Траур по вдовствующей императрице, её пышные похороны — всё прошло мимо. Земные боги падают в Лету. Поэзия остаётся. Хорошо, что осень так отвратительна. В Италии с её солнцем и ярко-голубым небом он не стал бы трудиться. Слишком подвижен. Не сидит дома.
В эти-то дни, когда Пушкину было ни до кого, его стали особенно настойчиво тревожить делами давно минувших дней. Вспомнили «Гаврилиаду»! Уже семь лет как им самим забытую. И он не тот, и дела не те… Писать объяснения? Каяться? Когда голова аж разрывается от других рифм.
Что могли сделать ему за «Гаврилиаду»? Приговорить к церковному покаянию в монастыре на хлебе и воде. Год. Или полтора. Он выбрал бы Святые Горы. Однако можно ли там писать? И совсем не хотелось выглядеть неблагодарным в глазах императора. Ведь обещал! Ведёт себя как нельзя пристойнее — из последних сил. Сколько может прошлое догонять и хватать за руку? Он больше не безбожник! Не атеист. С тех пор как появился этот государь — нет.
Царь своё слово держит. Как же ему, Пушкину, не держать?
А как сказать правду? Стыдно.
Явилась мысль свалить на другого. На уже покойного, чтобы никто не пострадал от клеветы. Первым же днём сентября написал Вяземскому в надежде на перлюстрацию: «Мне навязалась на шею глупая штука. До правительства дошла наконец “Гаврилиада”, и я, вероятно, отвечу за чужие проказы, если князь Дмитрий Горчаков не явится с того света отстаивать права на свою собственность».
Горчаков? Кто поверит! Достаточно прочесть пару строк. А посему не поверили, призвали к главнокомандующему столицы Петру Толстому и заставили отвечать. «Не я, не моё». Сверчок был, как всегда, напуган сапогами и мундирами. Хотя хорохорился и готовился дерзить. Толстой — бывший «отец-командир» Бенкендорфа. Не забывает своих — тянет. Обзаводится сторонниками.

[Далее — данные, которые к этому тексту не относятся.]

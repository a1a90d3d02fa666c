pub mod layout;
mod menu;
mod quiz;
mod settings;
mod summary;

pub use layout::{calculate_pane_chunks, calculate_quiz_chunks, calculate_screen_chunks};
pub use menu::draw_menu_bar;
pub use quiz::{draw_quit_confirmation, draw_quiz};
pub use settings::draw_settings;
pub use summary::draw_summary;

use crate::models::{AppState, UiState};
use crate::quiz::QuizState;
use crate::terminal::App;
use ratatui::{
    Frame,
    layout::{Alignment, Rect},
    style::{Color, Modifier, Style},
    widgets::{Block, Borders, Clear, Paragraph, Wrap},
};
use std::time::Instant;

pub(crate) fn key_style() -> Style {
    Style::default()
        .fg(Color::Cyan)
        .add_modifier(Modifier::BOLD)
}

/// Renders one frame for the current host and UI state.
pub fn draw(f: &mut Frame, app: &App, ui: &UiState, now: Instant) {
    if ui.app_state == AppState::QuizQuitConfirm {
        draw_quit_confirmation(f);
        return;
    }

    let menu = app.build_menu();
    let screen = calculate_screen_chunks(f.area(), menu.is_some());
    if let (Some(area), Some(items)) = (screen.menu_area, menu) {
        draw_menu_bar(f, area, &items);
    }

    match ui.app_state {
        AppState::Settings => draw_settings(f, screen.body_area, app, ui, true),
        _ if app.shows_settings_pane() => {
            let (quiz_area, settings_area) = calculate_pane_chunks(screen.body_area);
            draw_quiz_body(f, quiz_area, app, ui, now);
            draw_settings(f, settings_area, app, ui, ui.settings_focused);
        }
        _ => draw_quiz_body(f, screen.body_area, app, ui, now),
    }

    if let Some(notice) = app.platform().active_toast(now) {
        draw_toast(f, &notice.to_string());
    }
}

fn draw_quiz_body(f: &mut Frame, area: Rect, app: &App, ui: &UiState, now: Instant) {
    match app.quiz().state() {
        QuizState::Complete => draw_summary(f, area, app),
        _ => draw_quiz(f, area, app, ui, now),
    }
}

fn draw_toast(f: &mut Frame, message: &str) {
    let area = layout::toast_area(f.area(), 70, 3);
    let toast = Paragraph::new(message)
        .style(Style::default().fg(Color::Yellow))
        .alignment(Alignment::Center)
        .wrap(Wrap { trim: true })
        .block(Block::default().borders(Borders::ALL));
    f.render_widget(Clear, area);
    f.render_widget(toast, area);
}
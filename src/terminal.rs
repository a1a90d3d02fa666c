//! [`Platform`] implementation for a terminal session.

use crate::host::{Notice, Orientation, Platform, ScreenHost, ScreenSize};
use std::time::{Duration, Instant};
use tracing::debug;

pub type App = ScreenHost<TerminalPlatform>;

#[derive(Debug, Clone, Copy, PartialEq, Eq)]
pub struct Toast {
    pub notice: Notice,
    pub shown_at: Instant,
}

#[derive(Debug)]
pub struct TerminalPlatform {
    cols: u16,
    rows: u16,
    toast: Option<Toast>,
    toast_duration: Duration,
    pulse_until: Option<Instant>,
    bell_pending: bool,
    settings_requested: bool,
}

impl TerminalPlatform {
    pub fn new(cols: u16, rows: u16, toast_duration: Duration) -> Self {
        TerminalPlatform {
            cols,
            rows,
            toast: None,
            toast_duration,
            pulse_until: None,
            bell_pending: false,
            settings_requested: false,
        }
    }

    pub fn resize(&mut self, cols: u16, rows: u16) {
        self.cols = cols;
        self.rows = rows;
    }

    pub fn size(&self) -> (u16, u16) {
        (self.cols, self.rows)
    }

    /// The notice still on screen at `now`, if any.
    pub fn active_toast(&self, now: Instant) -> Option<Notice> {
        self.toast
            .filter(|toast| now.duration_since(toast.shown_at) < self.toast_duration)
            .map(|toast| toast.notice)
    }

    /// Drops an expired notice; returns true when the screen needs a redraw.
    pub fn expire(&mut self, now: Instant) -> bool {
        let mut changed = false;
        if self.toast.is_some() && self.active_toast(now).is_none() {
            self.toast = None;
            changed = true;
        }
        if self.pulse_until.is_some_and(|until| now >= until) {
            self.pulse_until = None;
            changed = true;
        }
        changed
    }

    pub fn is_pulsing(&self, now: Instant) -> bool {
        self.pulse_until.is_some_and(|until| now < until)
    }

    pub fn take_bell(&mut self) -> bool {
        std::mem::take(&mut self.bell_pending)
    }

    pub fn take_settings_request(&mut self) -> bool {
        std::mem::take(&mut self.settings_requested)
    }
}

impl Platform for TerminalPlatform {
    fn screen_size(&self) -> ScreenSize {
        ScreenSize::classify(self.cols, self.rows)
    }

    fn orientation(&self) -> Orientation {
        Orientation::from_size(self.cols, self.rows)
    }

    fn notify(&mut self, notice: Notice) {
        debug!(%notice, "Showing notice");
        self.toast = Some(Toast {
            notice,
            shown_at: Instant::now(),
        });
    }

    fn vibrate(&mut self, duration: Duration) {
        self.pulse_until = Some(Instant::now() + duration);
        self.bell_pending = true;
    }

    fn open_settings(&mut self) {
        self.settings_requested = true;
    }
}
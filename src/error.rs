use thiserror::Error;

#[derive(Debug, Error)]
pub enum Error {
    #[error("database error: {0}")]
    Db(#[from] rusqlite::Error),

    #[error("failed to encode preference value: {0}")]
    Json(#[from] serde_json::Error),

    #[error("invalid config file: {0}")]
    Config(#[from] toml::de::Error),

    #[error(transparent)]
    Io(#[from] std::io::Error),

    #[error("catalog line {line}: {message}")]
    Catalog { line: usize, message: String },

    #[error("catalog is empty")]
    EmptyCatalog,

    #[error("a preference listener is already registered")]
    ListenerAlreadyRegistered,

    #[error("quiz has not been configured")]
    NotConfigured,

    #[error("no question is in progress")]
    NotInProgress,
}

pub type Result<T> = std::result::Result<T, Error>;
use crate::quiz::Score;
use unicode_width::{UnicodeWidthChar, UnicodeWidthStr};

/// Shortens `s` to at most `max_width` terminal columns, ending in `...`
/// when something was cut.
pub fn truncate_string(s: &str, max_width: usize) -> String {
    if s.width() <= max_width {
        return s.to_string();
    }
    if max_width <= 3 {
        return ".".repeat(max_width);
    }

    let budget = max_width - 3;
    let mut out = String::new();
    let mut used = 0;
    for ch in s.chars() {
        let w = ch.width().unwrap_or(0);
        if used + w > budget {
            break;
        }
        out.push(ch);
        used += w;
    }
    out.push_str("...");
    out
}

pub fn format_score(score: &Score) -> String {
    format!(
        "{} guesses, {:.1}% correct",
        score.total,
        score.percent()
    )
}
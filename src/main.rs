use clap::Parser;
use crossterm::{
    event::{self, Event, KeyEventKind},
    execute,
    style::Print,
    terminal::{EnterAlternateScreen, LeaveAlternateScreen, disable_raw_mode, enable_raw_mode},
};
use flag_quiz::{
    App, AppConfig, Catalog, PreferenceStore, QuizSession, ScreenHost, TerminalPlatform, UiState,
    db, logger, session, ui,
};
use rand::SeedableRng;
use rand::rngs::StdRng;
use ratatui::{Terminal, backend::CrosstermBackend};
use std::io::{self, Stdout};
use std::path::PathBuf;
use std::sync::Arc;
use std::time::{Duration, Instant};
use tracing::{error, info};

const TICK: Duration = Duration::from_millis(100);

/// Terminal flag quiz: name the country a flag belongs to.
#[derive(Parser, Debug)]
#[command(name = "flag-quiz", version, about)]
struct Cli {
    /// Config file (default: ~/.config/flag-quiz/config.toml)
    #[arg(short, long)]
    config: Option<PathBuf>,

    /// Flag catalog CSV (region,code,label) replacing the bundled one
    #[arg(long)]
    catalog: Option<PathBuf>,

    /// Preference database path
    #[arg(long)]
    db: Option<PathBuf>,

    /// Flags asked per quiz
    #[arg(short, long)]
    questions: Option<usize>,

    /// Seed for a reproducible question order
    #[arg(long)]
    seed: Option<u64>,

    /// Restore default settings before starting
    #[arg(long)]
    reset_preferences: bool,

    /// Verbosity level (-v, -vv)
    #[arg(short, long, action = clap::ArgAction::Count)]
    verbose: u8,
}

fn main() -> Result<(), Box<dyn std::error::Error>> {
    let cli = Cli::parse();
    let config = AppConfig::load(cli.config.as_deref())?;

    let level = logger::level_for_verbosity(&config.log_level, cli.verbose);
    let log_path = logger::init(&config.log_path(), &level)?;
    info!("Starting flag quiz");

    let catalog = match cli.catalog.as_ref().or(config.catalog_path.as_ref()) {
        Some(path) => Catalog::from_path(path)?,
        None => Catalog::bundled()?,
    };
    info!(flags = catalog.len(), "Catalog loaded");

    let db_path = cli
        .db
        .clone()
        .unwrap_or_else(|| db::get_db_path(&config.data_dir()));
    let mut store = PreferenceStore::open(&db_path)?;
    let defaults = config.preference_defaults();
    if cli.reset_preferences {
        store.reset_to_defaults(&defaults)?;
        info!("Preferences reset to defaults");
    }

    let catalog = Arc::new(catalog);
    let mut quiz = match cli.seed {
        Some(seed) => QuizSession::with_rng(catalog, StdRng::seed_from_u64(seed)),
        None => QuizSession::new(catalog),
    };
    quiz.set_questions_per_quiz(cli.questions.or(config.questions_per_quiz));

    let (cols, rows) = crossterm::terminal::size()?;
    let platform = TerminalPlatform::new(cols, rows, config.toast_duration());
    let mut app = ScreenHost::new(platform, store, quiz, defaults);
    app.initialize()?;

    enable_raw_mode()?;
    let mut stdout = io::stdout();
    execute!(stdout, EnterAlternateScreen)?;
    let backend = CrosstermBackend::new(stdout);
    let mut terminal = Terminal::new(backend)?;

    let result = run(&mut terminal, &mut app);

    disable_raw_mode()?;
    execute!(terminal.backend_mut(), LeaveAlternateScreen)?;
    terminal.show_cursor()?;

    app.shutdown();
    if let Err(e) = &result {
        error!(error = %e, "Flag quiz stopped");
    }
    println!("Log written to {}", log_path.display());
    result?;
    Ok(())
}

fn run(terminal: &mut Terminal<CrosstermBackend<Stdout>>, app: &mut App) -> flag_quiz::Result<()> {
    let mut ui_state = UiState::default();
    session::sync_layout(app, &mut ui_state);

    loop {
        let now = Instant::now();
        terminal.draw(|f| ui::draw(f, app, &ui_state, now))?;

        if app.platform_mut().take_bell() {
            execute!(terminal.backend_mut(), Print('\x07'))?;
        }

        if event::poll(TICK)? {
            match event::read()? {
                Event::Key(key) if key.kind == KeyEventKind::Press => {
                    if session::handle_input(app, &mut ui_state, key)? {
                        break;
                    }
                }
                Event::Resize(cols, rows) => {
                    app.platform_mut().resize(cols, rows);
                    session::sync_layout(app, &mut ui_state);
                }
                _ => {}
            }
        }

        app.platform_mut().expire(Instant::now());
    }

    info!(score = ?app.quiz().score(), "Quitting");
    Ok(())
}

28 августа ответы Пушкина полетели к лагерю у Варны. Там что-то больно долго толклись. Видимо, государю было не до них. А потом пришло собственноручное письмо императора. Чтобы огласить его, Пушкина призвали в комиссию. Ужасно было тащиться туда, волоча за собой хвост из «полтавких» строчек, и на каждое слово, сказанное извне, выплёвывать мысленно куски поэмы.

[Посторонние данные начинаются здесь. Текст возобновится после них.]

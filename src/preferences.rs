//! Persistent user settings and their change notifications.
//!
//! Values live in the SQLite `preferences` table as text. Writes go through
//! an [`Editor`] and are applied atomically; every key whose stored value
//! actually changed is queued for the registered listener, which drains the
//! queue with [`PreferenceStore::take_change`]. Handlers that write back to
//! the store therefore never re-enter themselves: their own change is simply
//! queued behind the one being handled.

use crate::db;
use crate::error::{Error, Result};
use rusqlite::Connection;
use std::collections::{BTreeSet, VecDeque};
use std::path::Path;
use tracing::{debug, warn};

pub const CHOICES: &str = "pref_numberOfChoices";
pub const REGIONS: &str = "pref_regionsToInclude";

#[derive(Debug, Clone, Copy, PartialEq, Eq, Hash)]
pub enum PreferenceKey {
    Choices,
    Regions,
}

impl PreferenceKey {
    pub fn as_str(self) -> &'static str {
        match self {
            PreferenceKey::Choices => CHOICES,
            PreferenceKey::Regions => REGIONS,
        }
    }

    pub fn from_key(key: &str) -> Option<Self> {
        match key {
            CHOICES => Some(PreferenceKey::Choices),
            REGIONS => Some(PreferenceKey::Regions),
            _ => None,
        }
    }
}

#[derive(Debug, Clone, PartialEq, Eq)]
pub struct PreferenceDefaults {
    pub choices: usize,
    pub regions: BTreeSet<String>,
}

impl Default for PreferenceDefaults {
    fn default() -> Self {
        PreferenceDefaults {
            choices: 4,
            regions: BTreeSet::from(["North_America".to_string()]),
        }
    }
}

#[derive(Debug, Clone, Copy, PartialEq, Eq)]
pub struct ListenerId(u64);

pub struct PreferenceStore {
    conn: Connection,
    listener: Option<ListenerId>,
    next_listener: u64,
    pending: VecDeque<PreferenceKey>,
}

impl PreferenceStore {
    pub fn open(path: &Path) -> Result<Self> {
        Ok(Self::with_connection(db::init_db(path)?))
    }

    pub fn in_memory() -> Result<Self> {
        Ok(Self::with_connection(db::init_in_memory()?))
    }

    #[cfg(test)]
    pub(crate) fn connection(&self) -> &Connection {
        &self.conn
    }

    fn with_connection(conn: Connection) -> Self {
        PreferenceStore {
            conn,
            listener: None,
            next_listener: 1,
            pending: VecDeque::new(),
        }
    }

    /// Writes defaults for keys that have no value yet, or for every key
    /// when `read_again` is set. Never notifies the listener.
    pub fn set_defaults(&mut self, defaults: &PreferenceDefaults, read_again: bool) -> Result<()> {
        let choices = defaults.choices.to_string();
        let regions = serde_json::to_string(&defaults.regions)?;

        for (key, value) in [(CHOICES, choices), (REGIONS, regions)] {
            if read_again || db::preferences::get_value(&self.conn, key)?.is_none() {
                debug!(key, value = %value, "Applying preference default");
                db::preferences::put_value(&self.conn, key, &value)?;
            }
        }
        Ok(())
    }

    /// Drops every stored value and writes the defaults again.
    pub fn reset_to_defaults(&mut self, defaults: &PreferenceDefaults) -> Result<()> {
        db::preferences::clear(&self.conn)?;
        self.set_defaults(defaults, true)
    }

    pub fn contains(&self, key: PreferenceKey) -> Result<bool> {
        Ok(db::preferences::get_value(&self.conn, key.as_str())?.is_some())
    }

    pub fn get_string(&self, key: PreferenceKey, default: &str) -> Result<String> {
        Ok(db::preferences::get_value(&self.conn, key.as_str())?
            .unwrap_or_else(|| default.to_string()))
    }

    /// Reads an integer stored as text; unparsable values fall back to
    /// `default`.
    pub fn get_int(&self, key: PreferenceKey, default: usize) -> Result<usize> {
        let Some(raw) = db::preferences::get_value(&self.conn, key.as_str())? else {
            return Ok(default);
        };
        match raw.trim().parse::<usize>() {
            Ok(value) => Ok(value),
            Err(_) => {
                warn!(key = key.as_str(), value = %raw, "Preference is not an integer");
                Ok(default)
            }
        }
    }

    pub fn get_string_set(&self, key: PreferenceKey) -> Result<Option<BTreeSet<String>>> {
        match db::preferences::get_value(&self.conn, key.as_str())? {
            Some(raw) => Ok(Some(serde_json::from_str(&raw)?)),
            None => Ok(None),
        }
    }

    pub fn edit(&mut self) -> Editor<'_> {
        Editor {
            store: self,
            changes: Vec::new(),
        }
    }

    /// Registers the single change listener.
    pub fn register_listener(&mut self) -> Result<ListenerId> {
        if self.listener.is_some() {
            return Err(Error::ListenerAlreadyRegistered);
        }
        let id = ListenerId(self.next_listener);
        self.next_listener += 1;
        self.listener = Some(id);
        debug!(?id, "Preference listener registered");
        Ok(id)
    }

    /// Unregisters `id` and discards its undelivered notifications.
    /// Returns false if `id` was not the registered listener.
    pub fn unregister_listener(&mut self, id: ListenerId) -> bool {
        if self.listener != Some(id) {
            return false;
        }
        self.listener = None;
        self.pending.clear();
        debug!(?id, "Preference listener unregistered");
        true
    }

    pub fn has_listener(&self) -> bool {
        self.listener.is_some()
    }

    /// Next undelivered change notification, in write order.
    pub fn take_change(&mut self) -> Option<PreferenceKey> {
        self.pending.pop_front()
    }

    pub fn pending_changes(&self) -> usize {
        self.pending.len()
    }
}

/// Batches preference writes; nothing is stored until [`Editor::apply`].
pub struct Editor<'a> {
    store: &'a mut PreferenceStore,
    changes: Vec<(PreferenceKey, Option<String>)>,
}

impl Editor<'_> {
    fn stage(&mut self, key: PreferenceKey, value: Option<String>) {
        self.changes.retain(|(staged, _)| *staged != key);
        self.changes.push((key, value));
    }

    pub fn put_string(mut self, key: PreferenceKey, value: &str) -> Self {
        self.stage(key, Some(value.to_string()));
        self
    }

    pub fn put_int(mut self, key: PreferenceKey, value: usize) -> Self {
        self.stage(key, Some(value.to_string()));
        self
    }

    pub fn put_string_set(mut self, key: PreferenceKey, value: &BTreeSet<String>) -> Result<Self> {
        let encoded = serde_json::to_string(value)?;
        self.stage(key, Some(encoded));
        Ok(self)
    }

    pub fn remove(mut self, key: PreferenceKey) -> Self {
        self.stage(key, None);
        self
    }

    /// Writes all staged values in one transaction and queues a
    /// notification for each key whose value changed. Returns the changed
    /// keys.
    pub fn apply(self) -> Result<Vec<PreferenceKey>> {
        let Editor { store, changes } = self;
        let mut changed = Vec::new();

        let tx = store.conn.transaction()?;
        for (key, value) in changes {
            let current = db::preferences::get_value(&tx, key.as_str())?;
            if current == value {
                continue;
            }
            match &value {
                Some(value) => db::preferences::put_value(&tx, key.as_str(), value)?,
                None => {
                    db::preferences::remove_value(&tx, key.as_str())?;
                }
            }
            changed.push(key);
        }
        tx.commit()?;

        if store.listener.is_some() {
            store.pending.extend(changed.iter().copied());
        }
        debug!(?changed, "Preferences applied");
        Ok(changed)
    }
}

#[cfg(test)]
mod tests {
    use super::*;

    fn regions(names: &[&str]) -> BTreeSet<String> {
        names.iter().map(|s| s.to_string()).collect()
    }

    #[test]
    fn test_keys_match_stored_names() {
        assert_eq!(PreferenceKey::Choices.as_str(), "pref_numberOfChoices");
        assert_eq!(PreferenceKey::Regions.as_str(), "pref_regionsToInclude");
        assert_eq!(PreferenceKey::from_key(REGIONS), Some(PreferenceKey::Regions));
        assert_eq!(PreferenceKey::from_key("other"), None);
    }

    #[test]
    fn test_defaults_only_fill_missing_values() {
        let mut store = PreferenceStore::in_memory().unwrap();
        store
            .edit()
            .put_int(PreferenceKey::Choices, 6)
            .apply()
            .unwrap();

        store.set_defaults(&PreferenceDefaults::default(), false).unwrap();

        assert_eq!(store.get_int(PreferenceKey::Choices, 0).unwrap(), 6);
        assert_eq!(
            store.get_string_set(PreferenceKey::Regions).unwrap(),
            Some(regions(&["North_America"]))
        );
    }

    #[test]
    fn test_defaults_with_read_again_overwrite() {
        let mut store = PreferenceStore::in_memory().unwrap();
        store
            .edit()
            .put_int(PreferenceKey::Choices, 6)
            .apply()
            .unwrap();

        store.set_defaults(&PreferenceDefaults::default(), true).unwrap();
        assert_eq!(store.get_int(PreferenceKey::Choices, 0).unwrap(), 4);
    }

    #[test]
    fn test_defaults_do_not_notify() {
        let mut store = PreferenceStore::in_memory().unwrap();
        store.register_listener().unwrap();

        store.set_defaults(&PreferenceDefaults::default(), false).unwrap();
        assert!(store.take_change().is_none());
    }

    #[test]
    fn test_get_int_falls_back_on_garbage() {
        let mut store = PreferenceStore::in_memory().unwrap();
        store
            .edit()
            .put_string(PreferenceKey::Choices, "lots")
            .apply()
            .unwrap();

        assert_eq!(store.get_int(PreferenceKey::Choices, 4).unwrap(), 4);
        assert_eq!(store.get_string(PreferenceKey::Choices, "").unwrap(), "lots");
    }

    #[test]
    fn test_missing_string_set_is_none() {
        let store = PreferenceStore::in_memory().unwrap();
        assert!(store.get_string_set(PreferenceKey::Regions).unwrap().is_none());
        assert!(!store.contains(PreferenceKey::Regions).unwrap());
    }

    #[test]
    fn test_apply_notifies_registered_listener_in_order() {
        let mut store = PreferenceStore::in_memory().unwrap();
        store.register_listener().unwrap();

        let changed = store
            .edit()
            .put_int(PreferenceKey::Choices, 6)
            .put_string_set(PreferenceKey::Regions, &regions(&["Asia"]))
            .unwrap()
            .apply()
            .unwrap();

        assert_eq!(changed, vec![PreferenceKey::Choices, PreferenceKey::Regions]);
        assert_eq!(store.take_change(), Some(PreferenceKey::Choices));
        assert_eq!(store.take_change(), Some(PreferenceKey::Regions));
        assert_eq!(store.take_change(), None);
    }

    #[test]
    fn test_unchanged_value_is_not_notified() {
        let mut store = PreferenceStore::in_memory().unwrap();
        store.set_defaults(&PreferenceDefaults::default(), false).unwrap();
        store.register_listener().unwrap();

        let changed = store
            .edit()
            .put_int(PreferenceKey::Choices, 4)
            .apply()
            .unwrap();

        assert!(changed.is_empty());
        assert_eq!(store.pending_changes(), 0);
    }

    #[test]
    fn test_no_queue_without_listener() {
        let mut store = PreferenceStore::in_memory().unwrap();
        store
            .edit()
            .put_int(PreferenceKey::Choices, 3)
            .apply()
            .unwrap();
        assert_eq!(store.pending_changes(), 0);
    }

    #[test]
    fn test_single_listener_registration() {
        let mut store = PreferenceStore::in_memory().unwrap();
        let id = store.register_listener().unwrap();

        assert!(matches!(
            store.register_listener(),
            Err(Error::ListenerAlreadyRegistered)
        ));
        assert!(store.unregister_listener(id));
        assert!(!store.unregister_listener(id));
        assert!(store.register_listener().is_ok());
    }

    #[test]
    fn test_staging_same_key_twice_keeps_last_value() {
        let mut store = PreferenceStore::in_memory().unwrap();
        store.register_listener().unwrap();

        store
            .edit()
            .put_int(PreferenceKey::Choices, 3)
            .put_int(PreferenceKey::Choices, 8)
            .apply()
            .unwrap();

        assert_eq!(store.get_int(PreferenceKey::Choices, 0).unwrap(), 8);
        assert_eq!(store.take_change(), Some(PreferenceKey::Choices));
        assert_eq!(store.take_change(), None);
    }

    #[test]
    fn test_remove_notifies_and_clears() {
        let mut store = PreferenceStore::in_memory().unwrap();
        store.set_defaults(&PreferenceDefaults::default(), false).unwrap();
        store.register_listener().unwrap();

        store.edit().remove(PreferenceKey::Regions).apply().unwrap();

        assert!(store.get_string_set(PreferenceKey::Regions).unwrap().is_none());
        assert_eq!(store.take_change(), Some(PreferenceKey::Regions));
    }

    #[test]
    fn test_empty_set_is_stored_as_empty() {
        let mut store = PreferenceStore::in_memory().unwrap();
        store
            .edit()
            .put_string_set(PreferenceKey::Regions, &BTreeSet::new())
            .unwrap()
            .apply()
            .unwrap();

        assert_eq!(
            store.get_string_set(PreferenceKey::Regions).unwrap(),
            Some(BTreeSet::new())
        );
    }

    #[test]
    fn test_store_persists_on_disk() {
        let temp_dir = tempfile::tempdir().unwrap();
        let path = temp_dir.path().join("prefs.db");

        {
            let mut store = PreferenceStore::open(&path).unwrap();
            store
                .edit()
                .put_int(PreferenceKey::Choices, 9)
                .apply()
                .unwrap();
        }

        let store = PreferenceStore::open(&path).unwrap();
        assert_eq!(store.get_int(PreferenceKey::Choices, 0).unwrap(), 9);
    }
}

Наверное, граф Пётр Александрович почёл стихотворца слегка не в себе. А может, пьяным?
Был он красавец мужчина, в летах, но статный и весьма сообразительный. Говорят, сроду ничего не читал. Поклёп, конечно. По лицу видно, не дурак. И не такой, как наши хитроватые мужики. Или чинуши, мыслящие лишь о размере взятки. Нет, хорошая такая рожа, чуть выше гарнизонной, чуть ниже придворной. Не интриган. Служака. Не без мозгов.
— Послушайте, юноша, — отечески обратился к Сверчку Толстой. Пушкин вспомнил, как много лет назад в этой же самой комнате таким же самым тоном с ним разговаривал покойник Милорадович.
Тогда Сверчку было чуть за двадцать. Теперь около тридцати. Но для людей старинных, ещё екатерининских войн, он оставался «юношей», и даже не почёл долгом обижаться.
— Послушайте, юноша, — важно повторил Толстой, — его величество повелел мне призвать вас. Вот что написано в ордере: «Сказать ему», то есть вам, «моим именем», то есть августейшим, «что, зная лично Пушкина, я его слову верю, но желаю, чтобы он открыл правительству, кто мог сочинить подобную мерзость и обидеть Пушкина, выпуская оную под его именем». Вот так.